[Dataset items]
____________________
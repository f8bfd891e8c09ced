//! A model served by an external program.
//!
//! The program receives `{"model", "features", "vector"}` as JSON on stdin
//! and answers with JSON on stdout in any shape [`ModelOutput::from_json`]
//! accepts.

use std::time::Duration;

use async_trait::async_trait;
use serde_json::json;
use tracing::debug;

use fleetmend_core::config::ModelConfig;
use fleetmend_core::process::{self, ProcessError, ProcessSpec};

use crate::model::{ModelError, ModelInput, ModelOutput, PredictiveModel};

pub struct SubprocessModel {
    name: String,
    command: String,
    timeout: Duration,
    class_labels: Vec<String>,
    input_features: Vec<String>,
}

impl SubprocessModel {
    pub fn new(name: impl Into<String>, command: impl Into<String>, timeout: Duration) -> Self {
        Self {
            name: name.into(),
            command: command.into(),
            timeout,
            class_labels: Vec::new(),
            input_features: Vec::new(),
        }
    }

    /// Build from configuration. `None` when no model command is set.
    pub fn from_config(config: &ModelConfig) -> Option<Self> {
        let command = config.command.as_ref()?;
        Some(
            Self::new(&config.name, command, Duration::from_secs(config.timeout_secs))
                .with_class_labels(config.class_labels.clone()),
        )
    }

    pub fn with_class_labels(mut self, labels: Vec<String>) -> Self {
        self.class_labels = labels;
        self
    }

    /// Order the model was trained with.
    pub fn with_input_features(mut self, features: Vec<String>) -> Self {
        self.input_features = features;
        self
    }
}

#[async_trait]
impl PredictiveModel for SubprocessModel {
    fn name(&self) -> &str {
        &self.name
    }

    fn input_features(&self) -> Option<Vec<String>> {
        (!self.input_features.is_empty()).then(|| self.input_features.clone())
    }

    fn class_labels(&self) -> Option<Vec<String>> {
        (!self.class_labels.is_empty()).then(|| self.class_labels.clone())
    }

    async fn infer(&self, input: &ModelInput) -> Result<ModelOutput, ModelError> {
        let request = json!({
            "model": self.name,
            "features": input.feature_names,
            "vector": input.vector,
        });
        let spec = ProcessSpec::new(&self.command, self.timeout).stdin_json(&request);

        let out = process::run(&spec).await.map_err(|e| match e {
            ProcessError::Timeout(d) => ModelError::Timeout(d),
            other => ModelError::Invocation(other.to_string()),
        })?;

        if !out.success {
            return Err(ModelError::Invocation(format!(
                "exit code {:?}: {}",
                out.exit_code,
                out.combined()
            )));
        }

        let stdout = out.stdout.trim();
        debug!(model = %self.name, bytes = stdout.len(), "model answered");
        let value: serde_json::Value = serde_json::from_str(stdout)
            .map_err(|e| ModelError::InvalidOutput(format!("stdout is not JSON: {e}")))?;
        ModelOutput::from_json(&value)
    }
}

#[cfg(all(test, unix))]
mod tests {
    use super::*;

    fn input() -> ModelInput {
        ModelInput {
            feature_names: vec!["a".into(), "b".into()],
            vector: vec![1.0, 2.0],
        }
    }

    #[tokio::test]
    async fn parses_probabilities_from_stdout() {
        let model = SubprocessModel::new("m", "cat >/dev/null; echo '[[0.25, 0.75]]'", Duration::from_secs(5));
        let out = model.infer(&input()).await.unwrap();
        assert_eq!(out, ModelOutput::Probabilities(vec![0.25, 0.75]));
    }

    #[tokio::test]
    async fn request_carries_vector_and_names() {
        let model = SubprocessModel::new(
            "m",
            r#"grep -q '"features":\["a","b"\],"model":"m","vector":\[1.0,2.0\]' && echo '["ok"]' || echo '["bad"]'"#,
            Duration::from_secs(5),
        );
        let out = model.infer(&input()).await.unwrap();
        assert_eq!(out, ModelOutput::Labels(vec!["ok".into()]));
    }

    #[tokio::test]
    async fn failures_map_to_model_errors() {
        let crash = SubprocessModel::new("m", "exit 2", Duration::from_secs(5));
        assert!(matches!(crash.infer(&input()).await, Err(ModelError::Invocation(_))));

        let garbage = SubprocessModel::new("m", "echo not-json", Duration::from_secs(5));
        assert!(matches!(garbage.infer(&input()).await, Err(ModelError::InvalidOutput(_))));

        let slow = SubprocessModel::new("m", "sleep 5", Duration::from_millis(100));
        assert!(matches!(slow.infer(&input()).await, Err(ModelError::Timeout(_))));
    }

    #[test]
    fn unconfigured_model_is_none() {
        let config = ModelConfig {
            command: None,
            name: "x".into(),
            model_type: "Classifier".into(),
            class_labels: vec![],
            feature_order: vec![],
            failure_class_index: 1,
            timeout_secs: 1,
        };
        assert!(SubprocessModel::from_config(&config).is_none());
    }
}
____________________
Since only the total is wanted, work out how many lines of the data above contain "echo" and state it alone.

Task answer: 3